Allan-Herndon-Dudley Syndrome (AHDS) is a rare genetic disorder that primarily affects the development and function of the brain. It is also known as MCT8 deficiency, referring to the specific gene mutation that causes the syndrome. AHDS is inherited in an X-linked recessive manner, meaning it primarily affects males.

The main cause of Allan-Herndon-Dudley Syndrome is a mutation in the SLC16A2 gene, which provides instructions for producing a protein called monocarboxylate transporter 8 (MCT8). This protein plays a crucial role in transporting thyroid hormones into cells throughout the body, including the brain. The mutation in the SLC16A2 gene leads to a dysfunctional or absent MCT8 protein, resulting in impaired thyroid hormone transport.

Thyroid hormones are essential for the normal development and function of various organs and tissues, particularly the brain. They regulate metabolism, growth, and differentiation of cells. In individuals with AHDS, the lack of functional MCT8 protein prevents adequate transport of thyroid hormones into brain cells, leading to a disruption in their normal development and function.
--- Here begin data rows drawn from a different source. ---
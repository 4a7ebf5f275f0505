use serde::Deserialize;

use super::{Checker, FieldErrors, Validate};

pub const MIN_PASSWORD_LEN: usize = 6;
pub const PASSWORD_TOO_SHORT: &str = "Password must be at least 6 characters";

#[derive(Debug, Deserialize)]
#[serde(rename_all = "camelCase", deny_unknown_fields)]
pub struct RegisterRequest {
    pub company_name: Option<String>,
    pub company_email: Option<String>,
    pub company_phone: Option<String>,
    pub company_address: Option<String>,
    pub first_name: Option<String>,
    pub last_name: Option<String>,
    pub email: Option<String>,
    pub password: Option<String>,
}

/// A company and its first administrator.
#[derive(Debug, Clone)]
pub struct Registration {
    pub company_name: String,
    pub company_email: String,
    pub company_phone: Option<String>,
    pub company_address: Option<String>,
    pub first_name: String,
    pub last_name: String,
    pub email: String,
    pub password: String,
}

impl Validate for RegisterRequest {
    type Output = Registration;

    fn validate(self) -> Result<Registration, FieldErrors> {
        let mut c = Checker::new();

        let company_name = c.required("companyName", self.company_name.as_deref(), "Company name is required");
        let company_email = c
            .required("companyEmail", self.company_email.as_deref(), "Company email is required")
            .to_lowercase();
        if !company_email.is_empty() {
            c.email("companyEmail", Some(&company_email));
        }
        let first_name = c.required("firstName", self.first_name.as_deref(), "First name is required");
        let last_name = c.required("lastName", self.last_name.as_deref(), "Last name is required");
        let email = c.required("email", self.email.as_deref(), "Email is required").to_lowercase();
        if !email.is_empty() {
            c.email("email", Some(&email));
        }
        let password = self.password.unwrap_or_default();
        if password.chars().count() < MIN_PASSWORD_LEN {
            c.error("password", PASSWORD_TOO_SHORT);
        }

        let company_phone = c.optional(self.company_phone.as_deref());
        let company_address = c.optional(self.company_address.as_deref());

        c.finish(Registration {
            company_name,
            company_email,
            company_phone,
            company_address,
            first_name,
            last_name,
            email,
            password,
        })
    }
}

#[derive(Debug, Deserialize)]
#[serde(deny_unknown_fields)]
pub struct LoginRequest {
    pub email: Option<String>,
    pub password: Option<String>,
}

#[derive(Debug, Clone)]
pub struct Credentials {
    pub email: String,
    pub password: String,
}

impl Validate for LoginRequest {
    type Output = Credentials;

    fn validate(self) -> Result<Credentials, FieldErrors> {
        let mut c = Checker::new();
        let email = c.required("email", self.email.as_deref(), "Email is required").to_lowercase();
        let password = self.password.unwrap_or_default();
        if password.trim().is_empty() {
            c.error("password", "Password is required");
        }
        c.finish(Credentials { email, password })
    }
}

#[cfg(test)]
mod tests {
    use super::*;
    use serde_json::json;

    fn register(body: serde_json::Value) -> Result<Registration, FieldErrors> {
        serde_json::from_value::<RegisterRequest>(body).unwrap().validate()
    }

    #[test]
    fn registration_lowercases_emails() {
        let r = register(json!({
            "companyName": " Beridze & Partners ",
            "companyEmail": "Office@Firm.GE",
            "firstName": "Nino",
            "lastName": "Beridze",
            "email": "Nino@Firm.GE",
            "password": "secret1"
        }))
        .unwrap();
        assert_eq!(r.company_name, "Beridze & Partners");
        assert_eq!(r.company_email, "office@firm.ge");
        assert_eq!(r.email, "nino@firm.ge");
        assert_eq!(r.company_phone, None);
    }

    #[test]
    fn registration_reports_every_bad_field() {
        let errors = register(json!({ "companyEmail": "nope", "password": "123" })).unwrap_err();
        assert_eq!(errors["companyName"], "Company name is required");
        assert_eq!(errors["companyEmail"], "Invalid email format");
        assert_eq!(errors["firstName"], "First name is required");
        assert_eq!(errors["password"], PASSWORD_TOO_SHORT);
    }

    #[test]
    fn unknown_fields_are_rejected() {
        let parsed = serde_json::from_value::<RegisterRequest>(json!({ "companyName": "x", "isAdmin": true }));
        assert!(parsed.is_err());
    }

    #[test]
    fn login_needs_both_fields() {
        let req: LoginRequest = serde_json::from_value(json!({ "email": "A@B.GE" })).unwrap();
        let errors = req.validate().unwrap_err();
        assert_eq!(errors.len(), 1);
        assert_eq!(errors["password"], "Password is required");
    }
}
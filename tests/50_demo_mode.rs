mod common;

use anyhow::Result;
use case_manager_api::AppConfig;
use reqwest::StatusCode;
use serde_json::{json, Value};

fn demo_config() -> AppConfig {
    let mut config = AppConfig::for_tests();
    config.server.demo_mode = true;
    config
}

#[tokio::test]
async fn demo_mode_refuses_writes_but_not_sign_in() -> Result<()> {
    let server = common::spawn_with_config(demo_config()).await?;

    let res = server.client.get(server.url("/health")).send().await?;
    let body: Value = res.json().await?;
    assert_eq!(body["demo"], true);

    let res = server
        .client
        .post(server.url("/api/auth/register"))
        .json(&json!({
            "companyName": "Demo",
            "companyEmail": "office@demo.test",
            "firstName": "A",
            "lastName": "B",
            "email": "admin@demo.test",
            "password": "password123"
        }))
        .send()
        .await?;
    assert_eq!(res.status(), StatusCode::FORBIDDEN);
    let body: Value = res.json().await?;
    assert_eq!(body["message"], "Demo mode: write disabled");

    // Refused before authentication is even looked at
    let res = server
        .client
        .post(server.url("/api/cases"))
        .json(&json!({ "plaintiff": "A", "defendant": "B" }))
        .send()
        .await?;
    assert_eq!(res.status(), StatusCode::FORBIDDEN);

    let res = server
        .client
        .post(server.url("/api/auth/login"))
        .json(&json!({ "email": "nobody@demo.test", "password": "password123" }))
        .send()
        .await?;
    assert_eq!(res.status(), StatusCode::UNAUTHORIZED);

    let res = server.client.get(server.url("/api/cases")).send().await?;
    assert_eq!(res.status(), StatusCode::UNAUTHORIZED);
    Ok(())
}
//! Router assembly: routes, the cross-cutting middleware stack and CORS.

use axum::{
    extract::State,
    http::{HeaderValue, Method},
    middleware::from_fn_with_state,
    routing::get,
    Json, Router,
};
use serde_json::{json, Value};
use tower::ServiceBuilder;
use tower_http::{
    catch_panic::CatchPanicLayer,
    cors::{AllowHeaders, AllowOrigin, CorsLayer},
    trace::TraceLayer,
};
use tracing::info;

use crate::config::SecurityConfig;
use crate::handlers::{self, protected, public};
use crate::middleware::{demo_guard_middleware, expose_error_details, panic_response};
use crate::state::AppState;

/// Builds the complete application.
///
/// Every route lives under `/api`; `/health` is also served at the root for
/// load balancers.
pub fn create_app(state: AppState) -> Router {
    info!(
        "Creating router ({} environment, demo mode {})",
        state.config.environment.as_str(),
        if state.config.server.demo_mode { "on" } else { "off" }
    );

    let api = Router::new()
        .merge(public::routes())
        .merge(protected::routes(state.clone()));

    // Outermost first: the demo guard sees the request last
    let middleware = ServiceBuilder::new()
        .layer(TraceLayer::new_for_http())
        .layer(build_cors_layer(&state.config.security))
        .layer(from_fn_with_state(state.clone(), expose_error_details))
        .layer(CatchPanicLayer::custom(panic_response))
        .layer(from_fn_with_state(state.clone(), demo_guard_middleware));

    Router::new()
        .route("/", get(root))
        .route("/health", get(public::health))
        .nest("/api", api)
        .fallback(handlers::route_not_found)
        .layer(middleware)
        .with_state(state)
}

/// Browsers send the session cookie cross-origin, so credentials are allowed.
/// With credentials a literal `*` origin is not permitted; `*` in the config
/// therefore mirrors the caller's origin instead.
fn build_cors_layer(security: &SecurityConfig) -> CorsLayer {
    let origins = if security.cors_origins.iter().any(|o| o == "*") {
        AllowOrigin::mirror_request()
    } else {
        let origins: Vec<HeaderValue> = security
            .cors_origins
            .iter()
            .filter_map(|s| s.trim().parse().ok())
            .collect();
        AllowOrigin::list(origins)
    };

    CorsLayer::new()
        .allow_origin(origins)
        .allow_methods([
            Method::GET,
            Method::POST,
            Method::PUT,
            Method::PATCH,
            Method::DELETE,
            Method::OPTIONS,
        ])
        .allow_headers(AllowHeaders::mirror_request())
        .allow_credentials(true)
}

async fn root(State(state): State<AppState>) -> Json<Value> {
    let server = &state.config.server;
    Json(json!({
        "success": true,
        "data": {
            "name": server.app_name,
            "version": server.app_version,
            "description": "Multi-tenant legal case management API",
            "endpoints": {
                "health": "/health, /api/health (public)",
                "auth": "/api/auth/register, /api/auth/login, /api/auth/logout (public), /api/auth/me",
                "cases": "/api/cases[/:id], /api/cases/export",
                "customers": "/api/customers[/:id], /api/customers/search",
                "users": "/api/users[/:id]",
                "shareable_links": "/api/shareable-links, /api/shareable-links/:token/verify (public)"
            }
        }
    }))
}

/// Initializes the global tracing subscriber.
///
/// Honours `RUST_LOG`; otherwise logs `info` everywhere and `debug` for this crate.
pub fn init_logging(default_filter: &str) {
    use tracing_subscriber::{fmt, prelude::*, EnvFilter};

    let filter = EnvFilter::try_from_default_env().unwrap_or_else(|_| EnvFilter::new(default_filter));

    tracing_subscriber::registry().with(fmt::layer()).with(filter).init();
}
Some of the key factors contributing to the development of Allan-Herndon-Dudley Syndrome include:

1. Genetic Mutation: The mutation in the SLC16A2 gene is the primary cause of AHDS. This mutation is typically inherited from the mother, who is usually an unaffected carrier of the altered gene. Sons of carrier mothers have a 50% chance of inheriting the mutated gene and developing AHDS.
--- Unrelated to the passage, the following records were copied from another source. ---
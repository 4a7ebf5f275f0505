use serde_json::{json, Map, Value};

use super::error::FilterError;
use super::types::{validate_identifier, FilterOp, SqlParam};

/// Compiles a where-clause document into a SQL predicate over the `doc` JSONB column.
///
/// Parameters are numbered globally so nested `$and`/`$or` groups share one
/// placeholder sequence starting after `starting_param_index`.
pub struct FilterWhere {
    param_values: Vec<SqlParam>,
    param_index: usize,
}

impl FilterWhere {
    pub fn new(starting_param_index: usize) -> Self {
        Self {
            param_values: vec![],
            param_index: starting_param_index,
        }
    }

    pub fn generate(where_data: &Value, starting_param_index: usize) -> Result<(String, Vec<SqlParam>), FilterError> {
        let mut filter_where = Self::new(starting_param_index);
        let sql = filter_where.build(where_data)?;
        Ok((sql, filter_where.param_values))
    }

    pub fn validate(where_data: &Value) -> Result<(), FilterError> {
        match where_data {
            Value::Null | Value::Object(_) => Ok(()),
            _ => Err(FilterError::InvalidWhereClause("WHERE must be an object".to_string())),
        }
    }

    fn build(&mut self, where_data: &Value) -> Result<String, FilterError> {
        match where_data {
            Value::Null => Ok("1=1".to_string()),
            Value::Object(obj) => self.build_object(obj),
            _ => Err(FilterError::InvalidWhereClause("Unsupported WHERE format".to_string())),
        }
    }

    fn build_object(&mut self, obj: &Map<String, Value>) -> Result<String, FilterError> {
        let mut sql_conditions = Vec::with_capacity(obj.len());
        for (key, value) in obj {
            let sql = if key.starts_with('$') {
                self.build_logical_operator(key, value)?
            } else {
                self.build_field_condition(key, value)?
            };
            sql_conditions.push(sql);
        }

        Ok(match sql_conditions.len() {
            0 => "1=1".to_string(),
            1 => sql_conditions.remove(0),
            _ => sql_conditions.join(" AND "),
        })
    }

    fn build_logical_operator(&mut self, op: &str, value: &Value) -> Result<String, FilterError> {
        let joiner = match op {
            "$and" => " AND ",
            "$or" => " OR ",
            _ => return Err(FilterError::UnsupportedOperator(op.to_string())),
        };
        let arr = value
            .as_array()
            .ok_or_else(|| FilterError::InvalidOperatorData(format!("{} requires array", op)))?;
        if arr.is_empty() {
            // Empty $or matches nothing, empty $and matches everything
            return Ok(if op == "$or" { "1=0" } else { "1=1" }.to_string());
        }

        let mut sql_parts = Vec::with_capacity(arr.len());
        for v in arr {
            FilterWhere::validate(v)?;
            let sql = self.build(v)?;
            // A lone nested group already brings its own parentheses
            sql_parts.push(if is_logical_group(v) { sql } else { format!("({})", sql) });
        }
        Ok(format!("({})", sql_parts.join(joiner)))
    }

    fn build_field_condition(&mut self, field: &str, value: &Value) -> Result<String, FilterError> {
        if !validate_identifier(field) {
            return Err(FilterError::InvalidColumn(field.to_string()));
        }

        match value {
            Value::Object(obj) => {
                let mut parts = Vec::with_capacity(obj.len());
                for (op_key, op_val) in obj {
                    let operator = FilterOp::parse(op_key)?;
                    parts.push(self.build_sql_condition(field, operator, op_val)?);
                }
                if parts.is_empty() {
                    return Err(FilterError::InvalidOperatorData(format!("empty condition for '{}'", field)));
                }
                Ok(parts.join(" AND "))
            }
            // Implicit equality: { field: value }
            _ => self.build_sql_condition(field, FilterOp::Eq, value),
        }
    }

    fn build_sql_condition(&mut self, field: &str, operator: FilterOp, data: &Value) -> Result<String, FilterError> {
        match operator {
            FilterOp::Eq => Ok(self.equality(field, data)),
            FilterOp::In => {
                let values = data
                    .as_array()
                    .ok_or_else(|| FilterError::InvalidOperatorData("$in requires array".to_string()))?;
                if values.is_empty() {
                    return Ok("1=0".to_string());
                }
                let parts: Vec<String> = values.iter().map(|v| self.equality(field, v)).collect();
                Ok(format!("({})", parts.join(" OR ")))
            }
            FilterOp::IRegex => {
                let pattern = data
                    .as_str()
                    .ok_or_else(|| FilterError::InvalidOperatorData("$iregex requires string".to_string()))?;
                // Reject patterns the in-memory matcher would reject as well
                regex::Regex::new(pattern)?;
                let placeholder = self.param(SqlParam::Text(pattern.to_string()));
                Ok(format!("{} ~* {}", text_column(field), placeholder))
            }
        }
    }

    fn equality(&mut self, field: &str, data: &Value) -> String {
        if data.is_null() {
            return format!("COALESCE(\"doc\"->'{}', 'null'::jsonb) = 'null'::jsonb", field);
        }
        // Containment keeps JSON typing and can use a GIN index on "doc"
        let placeholder = self.param(SqlParam::Json(json!({ field: data })));
        format!("\"doc\" @> {}::jsonb", placeholder)
    }

    fn param(&mut self, value: SqlParam) -> String {
        self.param_values.push(value);
        self.param_index += 1;
        format!("${}", self.param_index)
    }
}

fn is_logical_group(value: &Value) -> bool {
    value
        .as_object()
        .is_some_and(|obj| obj.len() == 1 && obj.keys().all(|k| k == "$and" || k == "$or"))
}

pub(crate) fn text_column(field: &str) -> String {
    format!("(\"doc\"->>'{}')", field)
}

#[cfg(test)]
mod tests {
    use super::*;

    #[test]
    fn empty_object_matches_everything() {
        let (sql, params) = FilterWhere::generate(&json!({}), 0).unwrap();
        assert_eq!(sql, "1=1");
        assert!(params.is_empty());
    }

    #[test]
    fn nested_groups_share_one_parameter_sequence() {
        let where_data = json!({
            "$and": [
                { "tenant_id": "t1" },
                { "$or": [
                    { "plaintiff": { "$iregex": "smith" } },
                    { "court": { "$iregex": "smith" } }
                ] }
            ]
        });
        let (sql, params) = FilterWhere::generate(&where_data, 0).unwrap();
        assert_eq!(
            sql,
            "((\"doc\" @> $1::jsonb) AND (((\"doc\"->>'plaintiff') ~* $2) OR ((\"doc\"->>'court') ~* $3)))"
        );
        assert_eq!(params.len(), 3);
        assert_eq!(params[0], SqlParam::Json(json!({ "tenant_id": "t1" })));
        assert_eq!(params[2], SqlParam::Text("smith".to_string()));
    }

    #[test]
    fn starting_index_offsets_placeholders() {
        let (sql, _) = FilterWhere::generate(&json!({ "id": "x" }), 2).unwrap();
        assert_eq!(sql, "\"doc\" @> $3::jsonb");
    }

    #[test]
    fn in_operator_expands_to_containment_alternatives() {
        let (sql, params) = FilterWhere::generate(&json!({ "id": { "$in": ["a", "b"] } }), 0).unwrap();
        assert_eq!(sql, "(\"doc\" @> $1::jsonb OR \"doc\" @> $2::jsonb)");
        assert_eq!(params.len(), 2);

        let (sql, params) = FilterWhere::generate(&json!({ "id": { "$in": [] } }), 0).unwrap();
        assert_eq!(sql, "1=0");
        assert!(params.is_empty());
    }

    #[test]
    fn rejects_unknown_operators_and_bad_columns() {
        assert!(matches!(
            FilterWhere::generate(&json!({ "a": { "$gt": 1 } }), 0),
            Err(FilterError::UnsupportedOperator(_))
        ));
        assert!(matches!(
            FilterWhere::generate(&json!({ "a'; DROP": 1 }), 0),
            Err(FilterError::InvalidColumn(_))
        ));
        assert!(FilterWhere::validate(&json!("raw sql")).is_err());
    }
}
2. X-Linked Recessive Inheritance: AHDS follows an X-linked recessive pattern of inheritance. This means that the mutated gene is located on the X chromosome. Since males have one X chromosome and females have two, males are more commonly affected by AHDS. Females can be carriers of the mutated gene but are typically unaffected due to the presence of a normal copy of the gene on their other X chromosome.



3. Impaired Thyroid Hormone Transport: The dysfunctional or absent MCT8 protein in individuals with AHDS leads to impaired transport of thyroid hormones, particularly triiodothyronine (T3), into brain cells. This disruption in thyroid hormone availability during critical periods of brain development contributes to the neurological abnormalities observed in AHDS.



4. Disrupted Brain Development: The inadequate supply of thyroid hormones to the developing brain affects its structure and function. The severity of brain abnormalities can vary among individuals with AHDS, leading to a wide range of symptoms and disabilities. The specific mechanisms by which disrupted thyroid hormone transport affects brain development are still being studied.

It is important to note that Allan-Herndon-Dudley Syndrome is a complex disorder with various factors influencing its manifestation and severity. Ongoing research aims to further understand the underlying mechanisms and develop potential treatments or interventions to improve the quality of life for individuals affected by AHDS.